• What is required
Reproduce each line of the entries that carries "EdgeLabel".

START Data supplied

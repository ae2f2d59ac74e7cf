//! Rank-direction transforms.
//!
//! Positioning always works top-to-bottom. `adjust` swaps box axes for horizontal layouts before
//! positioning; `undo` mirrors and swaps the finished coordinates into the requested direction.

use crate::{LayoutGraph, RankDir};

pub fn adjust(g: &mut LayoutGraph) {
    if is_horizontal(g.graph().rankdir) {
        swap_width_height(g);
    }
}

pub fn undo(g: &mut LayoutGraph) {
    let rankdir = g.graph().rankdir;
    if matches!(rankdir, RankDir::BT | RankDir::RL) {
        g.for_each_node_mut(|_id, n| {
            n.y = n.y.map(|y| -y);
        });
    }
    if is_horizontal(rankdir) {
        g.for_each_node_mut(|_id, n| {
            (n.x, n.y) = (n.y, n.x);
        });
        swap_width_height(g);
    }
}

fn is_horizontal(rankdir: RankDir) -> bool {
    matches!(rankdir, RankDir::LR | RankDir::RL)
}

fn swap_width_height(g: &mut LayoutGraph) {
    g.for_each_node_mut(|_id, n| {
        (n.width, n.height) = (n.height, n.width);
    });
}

END Data supplied
START Data supplied

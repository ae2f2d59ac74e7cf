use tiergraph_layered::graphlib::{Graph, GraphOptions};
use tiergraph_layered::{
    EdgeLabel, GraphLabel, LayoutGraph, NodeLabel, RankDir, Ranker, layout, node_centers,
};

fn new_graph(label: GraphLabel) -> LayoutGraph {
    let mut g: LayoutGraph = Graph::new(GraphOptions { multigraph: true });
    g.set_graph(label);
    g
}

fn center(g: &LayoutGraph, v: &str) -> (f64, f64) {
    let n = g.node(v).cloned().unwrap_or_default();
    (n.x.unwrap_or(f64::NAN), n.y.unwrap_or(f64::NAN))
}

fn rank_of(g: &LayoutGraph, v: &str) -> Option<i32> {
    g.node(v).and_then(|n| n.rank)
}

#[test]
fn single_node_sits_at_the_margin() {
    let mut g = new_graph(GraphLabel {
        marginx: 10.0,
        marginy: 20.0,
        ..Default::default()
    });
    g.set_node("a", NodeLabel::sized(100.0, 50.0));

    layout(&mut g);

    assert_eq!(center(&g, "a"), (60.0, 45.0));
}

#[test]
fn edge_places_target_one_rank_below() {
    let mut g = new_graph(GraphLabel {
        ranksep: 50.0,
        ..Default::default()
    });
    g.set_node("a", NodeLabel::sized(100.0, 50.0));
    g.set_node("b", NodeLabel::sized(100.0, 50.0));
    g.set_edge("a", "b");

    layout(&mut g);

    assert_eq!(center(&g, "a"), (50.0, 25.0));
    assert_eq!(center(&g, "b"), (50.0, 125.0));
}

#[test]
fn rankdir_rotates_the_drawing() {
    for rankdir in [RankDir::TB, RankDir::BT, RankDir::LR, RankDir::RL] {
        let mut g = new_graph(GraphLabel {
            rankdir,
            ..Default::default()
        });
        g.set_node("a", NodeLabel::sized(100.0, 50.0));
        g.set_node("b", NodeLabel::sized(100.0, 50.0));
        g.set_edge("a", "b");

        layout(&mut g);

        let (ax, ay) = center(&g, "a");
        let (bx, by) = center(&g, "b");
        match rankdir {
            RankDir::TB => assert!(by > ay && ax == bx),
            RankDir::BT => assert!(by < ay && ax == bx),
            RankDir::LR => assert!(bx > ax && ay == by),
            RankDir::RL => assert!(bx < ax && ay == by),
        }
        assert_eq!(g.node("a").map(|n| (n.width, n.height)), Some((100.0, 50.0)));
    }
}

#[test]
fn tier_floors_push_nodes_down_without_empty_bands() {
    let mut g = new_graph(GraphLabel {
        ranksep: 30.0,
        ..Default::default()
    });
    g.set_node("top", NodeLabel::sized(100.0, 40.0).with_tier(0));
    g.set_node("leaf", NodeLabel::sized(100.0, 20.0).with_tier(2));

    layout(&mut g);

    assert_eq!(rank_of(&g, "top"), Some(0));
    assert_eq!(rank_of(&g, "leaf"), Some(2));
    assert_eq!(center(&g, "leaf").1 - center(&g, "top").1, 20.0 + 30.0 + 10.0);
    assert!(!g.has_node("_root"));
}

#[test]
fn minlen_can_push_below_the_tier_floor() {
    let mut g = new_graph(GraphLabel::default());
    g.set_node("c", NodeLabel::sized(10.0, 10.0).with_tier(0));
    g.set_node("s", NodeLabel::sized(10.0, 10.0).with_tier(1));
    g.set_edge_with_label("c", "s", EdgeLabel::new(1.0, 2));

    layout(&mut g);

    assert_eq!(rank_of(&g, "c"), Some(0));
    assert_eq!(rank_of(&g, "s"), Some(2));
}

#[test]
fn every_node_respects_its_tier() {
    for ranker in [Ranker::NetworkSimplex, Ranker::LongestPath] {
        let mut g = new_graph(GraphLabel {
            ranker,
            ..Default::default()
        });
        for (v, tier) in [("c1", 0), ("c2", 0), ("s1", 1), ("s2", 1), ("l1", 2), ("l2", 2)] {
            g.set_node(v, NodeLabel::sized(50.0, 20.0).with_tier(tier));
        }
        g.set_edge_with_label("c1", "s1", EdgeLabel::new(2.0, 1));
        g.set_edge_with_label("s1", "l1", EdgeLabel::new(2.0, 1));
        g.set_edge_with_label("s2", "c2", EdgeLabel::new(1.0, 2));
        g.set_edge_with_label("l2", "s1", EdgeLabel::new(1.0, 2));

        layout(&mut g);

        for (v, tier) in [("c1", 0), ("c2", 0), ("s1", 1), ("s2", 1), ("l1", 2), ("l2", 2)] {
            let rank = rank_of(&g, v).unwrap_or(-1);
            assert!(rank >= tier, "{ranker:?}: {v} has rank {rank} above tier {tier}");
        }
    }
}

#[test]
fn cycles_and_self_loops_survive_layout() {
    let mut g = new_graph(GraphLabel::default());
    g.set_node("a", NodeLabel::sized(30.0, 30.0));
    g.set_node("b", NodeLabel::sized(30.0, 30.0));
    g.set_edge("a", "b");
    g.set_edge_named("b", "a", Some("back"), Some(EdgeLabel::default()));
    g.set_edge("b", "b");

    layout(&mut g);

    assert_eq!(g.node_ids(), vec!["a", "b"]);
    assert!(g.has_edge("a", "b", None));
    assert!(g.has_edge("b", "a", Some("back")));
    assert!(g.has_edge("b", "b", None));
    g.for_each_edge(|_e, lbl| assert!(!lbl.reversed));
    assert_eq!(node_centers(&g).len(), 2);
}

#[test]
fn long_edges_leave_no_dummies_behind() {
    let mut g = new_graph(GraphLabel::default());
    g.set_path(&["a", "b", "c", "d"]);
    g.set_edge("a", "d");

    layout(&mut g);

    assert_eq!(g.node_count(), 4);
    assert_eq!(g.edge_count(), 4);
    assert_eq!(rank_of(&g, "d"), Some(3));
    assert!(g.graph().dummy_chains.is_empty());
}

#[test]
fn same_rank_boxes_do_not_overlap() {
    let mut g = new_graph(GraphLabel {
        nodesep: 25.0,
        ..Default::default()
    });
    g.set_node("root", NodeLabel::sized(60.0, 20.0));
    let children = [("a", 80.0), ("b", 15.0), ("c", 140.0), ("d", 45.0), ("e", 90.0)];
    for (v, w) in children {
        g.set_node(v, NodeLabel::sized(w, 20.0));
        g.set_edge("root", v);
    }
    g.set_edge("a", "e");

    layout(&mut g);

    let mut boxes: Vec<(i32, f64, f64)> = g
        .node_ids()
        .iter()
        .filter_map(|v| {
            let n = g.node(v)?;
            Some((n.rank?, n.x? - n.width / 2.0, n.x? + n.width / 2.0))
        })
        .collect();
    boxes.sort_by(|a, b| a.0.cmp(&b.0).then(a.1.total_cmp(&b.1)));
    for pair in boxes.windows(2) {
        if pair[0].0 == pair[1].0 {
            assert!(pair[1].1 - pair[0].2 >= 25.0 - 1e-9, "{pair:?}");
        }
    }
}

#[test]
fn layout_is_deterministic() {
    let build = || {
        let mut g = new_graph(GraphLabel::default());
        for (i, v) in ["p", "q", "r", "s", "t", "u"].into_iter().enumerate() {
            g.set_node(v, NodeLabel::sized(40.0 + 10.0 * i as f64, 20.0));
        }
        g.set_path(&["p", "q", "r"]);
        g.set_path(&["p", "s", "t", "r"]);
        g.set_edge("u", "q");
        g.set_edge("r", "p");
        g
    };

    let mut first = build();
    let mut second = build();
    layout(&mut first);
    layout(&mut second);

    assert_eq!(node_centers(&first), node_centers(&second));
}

END Data supplied
START Data supplied

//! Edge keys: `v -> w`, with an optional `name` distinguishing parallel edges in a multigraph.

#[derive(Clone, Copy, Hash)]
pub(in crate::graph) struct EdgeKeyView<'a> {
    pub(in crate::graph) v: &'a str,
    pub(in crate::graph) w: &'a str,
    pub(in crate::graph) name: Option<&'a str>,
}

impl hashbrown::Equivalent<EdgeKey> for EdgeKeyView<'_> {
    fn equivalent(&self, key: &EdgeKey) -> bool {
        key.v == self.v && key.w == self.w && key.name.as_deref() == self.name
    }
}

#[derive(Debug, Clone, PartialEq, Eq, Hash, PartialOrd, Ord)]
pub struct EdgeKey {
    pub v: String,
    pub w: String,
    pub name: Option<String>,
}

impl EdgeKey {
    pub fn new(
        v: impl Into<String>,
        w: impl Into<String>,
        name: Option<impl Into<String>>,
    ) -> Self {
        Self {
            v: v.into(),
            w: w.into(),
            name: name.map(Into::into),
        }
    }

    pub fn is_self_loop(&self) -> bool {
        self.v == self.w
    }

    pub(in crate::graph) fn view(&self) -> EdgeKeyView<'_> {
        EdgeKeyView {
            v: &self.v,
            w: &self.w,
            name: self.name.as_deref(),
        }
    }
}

END Data supplied

• Task response
    EdgeLabel, GraphLabel, LayoutGraph, NodeLabel, RankDir, Ranker, layout, node_centers,
    g.set_edge_with_label("c", "s", EdgeLabel::new(1.0, 2));
        g.set_edge_with_label("c1", "s1", EdgeLabel::new(2.0, 1));
        g.set_edge_with_label("s1", "l1", EdgeLabel::new(2.0, 1));
        g.set_edge_with_label("s2", "c2", EdgeLabel::new(1.0, 2));
        g.set_edge_with_label("l2", "s1", EdgeLabel::new(1.0, 2));
    g.set_edge_named("b", "a", Some("back"), Some(EdgeLabel::default()));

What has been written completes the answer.